|Springfield State Journal Register
April 20, 2002
Guard pilots defended as able
By DORI MEINERT and OTTO KREISHER
COPLEY NEWS SERVICE
WASHINGTON - The deadly "friendly fire" incident in Afghanistan involving a Springfield-based Air National Guard fighter has raised new questions about the heavy use of the part-time warriors in combat and whether they are adequately prepared for such challenges.
But active-duty officers, guard officials and independent defense analysts said Friday that the Air National Guard pilots are just as well trained and often more experienced than their active-duty counterparts.
"The pilots in the Air National Guard are trained to the same standards as the pilots in the active force," said Air Force Gen. Richard Myers, chairman of the Joint Chiefs of Staff and a veteran fighter pilot.
The incident Thursday involved an F-16 pilot from the 183rd Fighter Wing whose bombs killed four Canadian soldiers conducting a nighttime live-fire training exercise.
Charles Pena, a senior defense analyst with the Cato Institute, said the incident "raises some questions about what might be an appropriate mission for National Guard pilots versus active duty pilots, particularly in the environment where we do have lot of friendly coalition forces and we're not in active wartime
"This is a much different environment than putting reserve forces into the fray of actual battle, which I think can be done rather well because there are more clear-cut lines of command," Pena said.
But other military officials and analysts disagreed.
Guard and reserve air crews have fought in every major U.S. military engagement from the Persian Gulf War to the present, are routinely part of the "no fly" patrols over Iraq and have flown more than 20,000 of the patrol missions over the United States since Sept. 11, the officials said.

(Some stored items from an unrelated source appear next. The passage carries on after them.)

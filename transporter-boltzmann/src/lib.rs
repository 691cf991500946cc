// Copyright 2022 Chris Gubbin
//
// Licensed under the Apache License, Version 2.0 <LICENSE-APACHE or
// http://apache.org/licenses/LICENSE-2.0> or the MIT license <LICENSE-MIT or
// http://opensource.org/licenses/MIT>, at your option. This file may not be
// copied, modified, or distributed except according to those terms.

//! Transporter-Boltzmann is a semiclassical transport solver written in Rust
//!
//! # Overview
//! Transporter-Boltzmann calculates the thermoelectric transport coefficients of semiconductors in the
//! relaxation-time approximation to the Boltzmann transport equation. The band structure is described
//! by one or more parabolic valleys, each with an anisotropic effective mass tensor, a band edge, a
//! carrier type and a valley degeneracy. Scattering is described by a tree of relaxation-time models
//! combined with a generalised Matthiessen rule.
//!
//! For every band the generalised transport integrals are computed by adaptive Gauss-Kronrod quadrature
//! and rotated into the laboratory frame. The electrical conductivity, Seebeck coefficient, electronic
//! thermal conductivity, Lorenz tensor and net carrier concentration are then formed from the moments
//! summed over all bands, which keeps bipolar compensation exact.
//!
//! # Usage
//! Transporter-Boltzmann is distributed as a binary crate, and is intended to be run from the command line.
//! To run the software first define a job in a `.toml` file:
//!
//! ```toml
//! temperatures = { start = 300.0, stop = 600.0, step = 100.0 }
//! chemical_potentials = [0.0, 0.05, 0.1]
//! chemical_potential = 0.1
//!
//! [[bands]]
//! masses = [1.0, 1.0, 1.0]
//! edge = 0.0
//! carrier = "electron"
//!
//! [scattering]
//! model = "constant"
//! value = 1e-14
//!
//! [[properties]]
//! property = "seebeck"
//! export_as_table = true
//! ```
//!
//! where additional bands can be appended with subsequent `bands` fields, and scattering models can
//! be nested in `matthiessen` nodes.

#![warn(missing_docs)]
#![allow(clippy::type_complexity)]

/// The command line global application, tracing and display primitives
pub mod app;

/// Transport tensors from band moments
pub mod assembly;

/// Parabolic bands and band structures
pub mod bands;

/// Physical constants
pub mod constants;

/// Error handling
mod error;

/// Fermi-Dirac occupation, the Fermi window and nondegenerate Fermi-Dirac integrals
pub mod fermi;

/// Adaptive quadrature and the generalised transport integrals
pub mod integrals;

/// Reading and building transport jobs
pub mod job;

/// Relaxation-time models
pub mod scattering;

/// Evaluation of transport properties over temperature and doping grids
pub mod sweep;

pub use error::{
    ConfigurationError, ConvergenceError, DomainError, SingularTensorError, SweepError,
    TransportError,
};
use approx::assert_relative_eq;
use transporter_boltzmann::{
    assembly::Property,
    scattering::ScatteringModel,
    sweep::{Abscissa, PropertyRequest, Sweep},
};
use utilities::{construct_test_scattering_tree, structures::construct_bipolar_structure};

#[test]
fn density_sweep_recovers_its_abscissa_and_the_sign_of_the_seebeck_coefficient() {
    let structure = construct_bipolar_structure(1.1);
    assert_relative_eq!(
        structure.carrier_density(),
        0.,
        epsilon = 1.
    );
    let scattering = ScatteringModel::constant(1e-14).unwrap();
    let densities = vec![-1e24, -1e22, 1e22, 1e24];

    let result = Sweep::builder()
        .with_band_structure(&structure)
        .with_scattering_model(&scattering)
        .with_temperatures(vec![300., 400.])
        .with_abscissa(Abscissa::CarrierDensities(densities.clone()))
        .with_properties(vec![
            PropertyRequest::new(Property::Concentration),
            PropertyRequest::new(Property::Seebeck),
        ])
        .build()
        .unwrap()
        .run()
        .unwrap();

    assert!(result.is_complete());
    let concentration = result.grid(Property::Concentration).unwrap();
    let seebeck = result.grid(Property::Seebeck).unwrap();
    for i in 0..2 {
        for (j, &density) in densities.iter().enumerate() {
            let value = concentration.values[[i, j]].as_ref().unwrap().scalar();
            assert_relative_eq!(value, density, max_relative = 1e-6);
            // Holes are counted positive, so p-type points have a positive Seebeck coefficient
            let s = seebeck.values[[i, j]].as_ref().unwrap().scalar();
            assert_eq!(s.signum(), density.signum());
        }
    }
    // The chemical potential rises with the electron density
    let potentials = result.chemical_potentials.row(0).to_vec();
    assert!(potentials
        .windows(2)
        .all(|pair| pair[0].unwrap() > pair[1].unwrap()));
}

#[test]
fn random_scattering_trees_give_positive_conductivity() {
    let structure = construct_bipolar_structure(1.1);
    for _ in 0..5 {
        let scattering = construct_test_scattering_tree(2, 3);
        let result = Sweep::builder()
            .with_band_structure(&structure)
            .with_scattering_model(&scattering)
            .with_temperatures(vec![300.])
            .with_abscissa(Abscissa::ChemicalPotentials(vec![0.2, 0.55, 0.9]))
            .with_properties(vec![PropertyRequest::new(Property::Conductivity).with_full_tensor(true)])
            .build()
            .unwrap()
            .run()
            .unwrap();
        assert!(result.is_complete());
        for value in result.grid(Property::Conductivity).unwrap().values.iter() {
            let components = value.as_ref().unwrap().components();
            assert_eq!(components.len(), 9);
            // The diagonal of a conductivity tensor is positive
            for diagonal in [0, 4, 8] {
                assert!(components[diagonal] > 0.);
            }
        }
    }
}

And, contrary to the old "weekend warrior" image, the reserve component pilots are used on a regular basis by the military, said Kristin Patterson, a representative with the National Guard Association, a civilian support group.
More than 82,000 personnel from the National Guard and all the military reserves currently are on active duty under involuntarily call-ups for the war on terrorism. Thousands more are serving voluntarily.
Nearly all air guard and Air Force Reserve pilots come out of the active force and during their careers tend to fly more than active-duty pilots, said Reggie Saville, a spokesman for the National Guard Bureau in the Pentagon.
"The 'weekend warrior' tag makes my skin crawl," Saville said.
Saville said he had just talked to a pilot from a South Carolina Air Guard unit who has 3,500 hours of fighter pilot experience, which is a lot of time in the air for fighters. The pilot said that was a typical level of experience in his unit, he added.
Many guard and reserve pilots have gained thousands of additional hours flying commercial airlines in their civilian jobs, he added.
"There is absolutely no question that air guard pilots are every bit, if not more, qualified in most area of flight than the regular Air Force," said Jay Farrar, a former Marine officer who said he has worked with the air guard a number of times.
"They fly many more hours in their aircraft or other aircraft than active-duty pilots do," Farrar, an official with the Center for Strategic and International Studies, added.
Guard and reserve fliers often accumulate more hours in their military aircraft than regular service pilots because they do not have to rotate through the schools and ground assignments as active duty officers do, Farrar and the guard officials said.
As a result, Farrar noted, the guard and reserve pilots "tend to win most of the competitions" against the active fliers at the major air combat exercises, such as Gunsmoke and William Tell.
"Our guys are definitely competitive," Saville agreed.